# T4i Video



## Leadfingers (Mar 5, 2012)

I've been thinking...there's a lot of hate from "elite" and "proper" photographers regarding video in SLR bodies. Canon might be in agreement with this haters, considering the marginal video improvements in the 5D3.

I'm wondering if there might be more video improvements to the T4i. That would make the snobs professionals happy and give some of us what we really need.

Thoughts?


----------



## MikeHunt (Mar 6, 2012)

Leadfingers said:


> I've been thinking...there's a lot of hate from "elite" and "proper" photographers regarding video in SLR bodies. Canon might be in agreement with this haters, considering the marginal video improvements in the 5D3.
> 
> I'm wondering if there might be more video improvements to the T4i.
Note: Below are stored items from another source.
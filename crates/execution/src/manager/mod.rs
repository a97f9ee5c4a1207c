//! Pool manager: deposits, withdrawals and swaps over persisted pools.
//!
//! Every mutating call stages its record writes in a [`CacheStore`] over the
//! committed store. The staged writes are applied only after all checks and
//! transfers succeeded, so a failed call leaves no trace. An
//! [`InvariantViolation`] anywhere trips the circuit breaker and halts the
//! engine.

mod deposit;
mod genesis;
mod queries;
mod slippage;
mod swap;
mod withdraw;

pub use queries::PoolInfo;

use crate::bank::{Bank, BankError, MemoryBank};
use crate::emergency::CircuitBreaker;
use crate::error::SwapError;
use crate::events::{EventData, EventSink, MemoryEventSink, SwapEvent};
use crate::hooks::{Hooks, SwapHooks};
use crate::params::ParamSource;
use amm_data::{ChangeSet, Database, KvRead, KvStore, MemoryStore};
use amm_domain::error::{InvariantViolation, ParamsError, PoolError, RequestError};
use amm_domain::math::Dec;
use amm_domain::params::Params;
use amm_domain::pool::DenominatedPool;
use amm_domain::requests::{Deadline, Request, validate_address};
use amm_domain::state::{PoolRecord, pool_id};
use amm_domain::token::{Coin, Coins};
use chrono::{DateTime, Utc};
use primitive_types::U256;
use rust_decimal::Decimal;
use tracing::{debug, warn};

/// Result of a committed deposit.
#[derive(Debug, Clone, PartialEq, Eq)]
pub struct DepositOutcome {
    pub pool_id: String,
    /// Coins taken from the depositor.
    pub deposited: Coins,
    /// Shares minted to the depositor.
    pub shares: U256,
}

/// Result of a committed withdrawal.
#[derive(Debug, Clone, PartialEq, Eq)]
pub struct WithdrawOutcome {
    pub pool_id: String,
    /// Coins paid to the owner.
    pub withdrawn: Coins,
    /// Shares burned.
    pub shares: U256,
}

/// Result of a committed swap.
#[derive(Debug, Clone, PartialEq, Eq)]
pub struct SwapOutcome {
    pub pool_id: String,
    pub input: Coin,
    pub output: Coin,
    /// Fee charged, in the input denomination.
    pub fee_paid: Coin,
}

/// Result of [`PoolManager::execute`].
#[derive(Debug, Clone, PartialEq, Eq)]
pub enum Outcome {
    Deposit(DepositOutcome),
    Withdraw(WithdrawOutcome),
    Swap(SwapOutcome),
}

/// Runs pool operations against a store, a bank, a parameter source and an
/// event sink.
///
/// Mutating calls take `&mut self`, so one manager serializes all writers.
#[derive(Debug)]
pub struct PoolManager<S, B, P, E> {
    store: S,
    bank: B,
    params: P,
    events: E,
    hooks: Hooks,
    breaker: CircuitBreaker,
    block_time: DateTime<Utc>,
}

/// A manager backed entirely by memory.
pub type MemoryPoolManager = PoolManager<MemoryStore, MemoryBank, Params, MemoryEventSink>;

impl MemoryPoolManager {
    /// Creates an empty in-memory engine with `params`.
    #[must_use]
    pub fn in_memory(params: Params) -> Self {
        Self::new(MemoryStore::new(), MemoryBank::new(), params, MemoryEventSink::new())
    }
}

impl<S, B, P, E> PoolManager<S, B, P, E>
where
    S: KvStore,
    B: Bank,
    P: ParamSource,
    E: EventSink,
{
    pub fn new(store: S, bank: B, params: P, events: E) -> Self {
        Self {
            store,
            bank,
            params,
            events,
            hooks: Hooks::none(),
            breaker: CircuitBreaker::new(),
            block_time: DateTime::<Utc>::default(),
        }
    }

    /// Installs hooks.
    #[must_use]
    pub fn with_hooks(mut self, hooks: impl SwapHooks + 'static) -> Self {
        self.hooks.set(hooks);
        self
    }

    pub fn set_hooks(&mut self, hooks: impl SwapHooks + 'static) {
        self.hooks.set(hooks);
    }

    pub fn clear_hooks(&mut self) {
        self.hooks.clear();
    }

    /// Sets the block time deadlines are compared against.
    pub fn set_block_time(&mut self, block_time: DateTime<Utc>) {
        self.block_time = block_time;
    }

    #[must_use]
    pub fn block_time(&self) -> DateTime<Utc> {
        self.block_time
    }

    #[must_use]
    pub fn store(&self) -> &S {
        &self.store
    }

    /// Direct store access, bypassing every check.
    pub fn store_mut(&mut self) -> &mut S {
        &mut self.store
    }

    #[must_use]
    pub fn bank(&self) -> &B {
        &self.bank
    }

    pub fn bank_mut(&mut self) -> &mut B {
        &mut self.bank
    }

    #[must_use]
    pub fn param_source(&self) -> &P {
        &self.params
    }

    pub fn param_source_mut(&mut self) -> &mut P {
        &mut self.params
    }

    #[must_use]
    pub fn events(&self) -> &E {
        &self.events
    }

    pub fn events_mut(&mut self) -> &mut E {
        &mut self.events
    }

    #[must_use]
    pub fn breaker(&self) -> &CircuitBreaker {
        &self.breaker
    }

    /// True once an invariant violation halted the engine.
    #[must_use]
    pub fn is_halted(&self) -> bool {
        !self.breaker.is_allowed()
    }

    /// Validates a request, checks its deadline and runs it.
    ///
    /// Deposits run with the request's slippage bound on the deposit ratio.
    pub fn execute(&mut self, request: &Request) -> Result<Outcome, SwapError> {
        self.breaker.check()?;
        debug!(kind = request.kind(), "Executing request");

        let result = self.execute_request(request);
        self.settle(request.kind(), result)
    }

    fn execute_request(&mut self, request: &Request) -> Result<Outcome, SwapError> {
        request.validate()?;
        self.check_deadline(request.deadline())?;

        match request {
            Request::Deposit(r) => {
                let limit = slippage_limit(r.slippage)?;
                self.deposit_with_limit(&r.depositor, &r.token_a, &r.token_b, Some(limit))
                    .map(Outcome::Deposit)
            }
            Request::Withdraw(r) => self
                .withdraw_inner(
                    &r.from,
                    &pool_id(&r.expected_token_a.denom, &r.expected_token_b.denom),
                    r.shares,
                    r.slippage,
                    &r.expected_token_a,
                    &r.expected_token_b,
                )
                .map(Outcome::Withdraw),
            Request::SwapExactForTokens(r) => self
                .swap_exact_for_tokens_inner(
                    &r.requester,
                    &r.exact_token_a,
                    &r.token_b,
                    r.slippage,
                    r.deadline,
                )
                .map(Outcome::Swap),
            Request::SwapForExactTokens(r) => self
                .swap_for_exact_tokens_inner(
                    &r.requester,
                    &r.token_a,
                    &r.exact_token_b,
                    r.slippage,
                    r.deadline,
                )
                .map(Outcome::Swap),
        }
    }

    /// Trips the breaker on fatal errors and logs rejections.
    fn settle<T>(&mut self, operation: &str, result: Result<T, SwapError>) -> Result<T, SwapError> {
        match &result {
            Err(SwapError::Fatal(violation)) => {
                self.breaker.trip(violation.clone(), self.block_time);
            }
            Err(err) => {
                warn!(operation = operation, error = %err, "Operation rejected");
            }
            Ok(_) => {}
        }
        result
    }

    fn check_deadline(&self, deadline: i64) -> Result<(), PoolError> {
        let now = self.block_time.timestamp();
        if now >= deadline {
            return Err(PoolError::DeadlineExceeded(format!(
                "block time {now} >= deadline {deadline}"
            )));
        }
        Ok(())
    }

    /// Applies staged writes, firing share hooks around the commit, then
    /// emits `event`.
    fn commit(
        &mut self,
        changes: ChangeSet,
        share_change: Option<ShareChange<'_>>,
        event: EventData,
    ) {
        if let Some(ShareChange::Modified { pool_id, owner, before }) = &share_change {
            self.hooks.before_pool_deposit_modified(pool_id, owner, *before);
        }
        changes.apply(&mut self.store);
        if let Some(ShareChange::Created { pool_id, owner, shares }) = &share_change {
            self.hooks.after_pool_deposit_created(pool_id, owner, *shares);
        }
        self.events.emit(SwapEvent::new(self.block_time, event));
    }

    /// Params and swap fee for the current call.
    fn current_params(&self) -> Result<(Params, Dec), SwapError> {
        let params = self.params.params();
        params.validate()?;
        let fee = params
            .swap_fee_dec()
            .map_err(|e| ParamsError::InvalidSwapFee(e.to_string()))?;
        Ok((params, fee))
    }
}

/// Share record change made by a call, reported to hooks on commit.
enum ShareChange<'a> {
    Created {
        pool_id: &'a str,
        owner: &'a str,
        shares: U256,
    },
    Modified {
        pool_id: &'a str,
        owner: &'a str,
        before: U256,
    },
}

/// Rehydrates a persisted pool. Any inconsistency is fatal.
pub(crate) fn load_pool(record: &PoolRecord) -> Result<DenominatedPool, InvariantViolation> {
    let corrupted = |e: &dyn std::fmt::Display| {
        InvariantViolation::new(format!("invalid pool {}: {e}", record.pool_id))
    };
    let pool = DenominatedPool::with_existing_shares(&record.reserves(), record.total_shares)
        .map_err(|e| corrupted(&e))?;
    record.validate().map_err(|e| corrupted(&e))?;
    Ok(pool)
}

/// Loads the pool stored under `pool_id`, checking the record matches its key.
pub(crate) fn find_pool<S: KvRead>(
    db: &Database<S>,
    pool_id: &str,
) -> Result<Option<(PoolRecord, DenominatedPool)>, SwapError> {
    let Some(record) = db.pools().find(pool_id)? else {
        return Ok(None);
    };
    if record.pool_id != pool_id {
        return Err(InvariantViolation::new(format!(
            "pool record {} stored under {pool_id}",
            record.pool_id
        ))
        .into());
    }
    let pool = load_pool(&record)?;
    Ok(Some((record, pool)))
}

fn slippage_limit(limit: Decimal) -> Result<Dec, RequestError> {
    Dec::from_decimal(limit)
        .map_err(|_| RequestError::InvalidSlippage("slippage can not be negative".into()))
}

/// Fails when `coin` no longer fits next to `reserve` in 256 bits.
fn check_reserve_room(pool_id: &str, reserve: U256, coin: &Coin) -> Result<(), PoolError> {
    if reserve.checked_add(coin.amount).is_none() {
        return Err(PoolError::InvalidCoins(format!(
            "{coin} overflows reserves of pool {pool_id}"
        )));
    }
    Ok(())
}

/// Maps a failed payout from the reserve account. An owner balance that
/// would overflow is rejected; a short reserve account is fatal.
fn payout_error(err: BankError) -> SwapError {
    match err {
        BankError::Overflow(_) => err.into(),
        BankError::InsufficientFunds { .. } => {
            InvariantViolation::new(format!("reserve account out of sync: {err}")).into()
        }
    }
}

/// Checks a caller-supplied pair: valid denominations, positive amounts,
/// distinct denominations.
fn validate_pair(a: &Coin, b: &Coin) -> Result<(), PoolError> {
    for coin in [a, b] {
        if coin.validate().is_err() || coin.is_zero() {
            return Err(PoolError::InvalidCoins(format!("invalid amount {coin}")));
        }
    }
    if a.denom == b.denom {
        return Err(PoolError::InvalidCoins(
            "denominations can not be equal".into(),
        ));
    }
    Ok(())
}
That would make the snobs professionals happy and give some of us what we really need.
> 
> Thoughts?



I shoot a bit of video with my 7D and my T2i before that, but I don't 100% agree with you on marginal improvements on video for the 5D3, although I fully understand your sentiment (question)...
.... I mean + 2 Stops means that you can now shoot HD vids at night @ 1SO = 3200 on the new 5D e.g. look at 1:45 (one minute + 45 secs in on this youtube video that I watched recently)....looks pretty awesome with the new EF 24-70mm f/2.8L II lens

Canon 5D Mk III 1080p Sample with EF Lenses

I have the old 24-70mm, well I say old but I just got it, but I couldn't imagine getting this quality @ 3200 ISO??


----------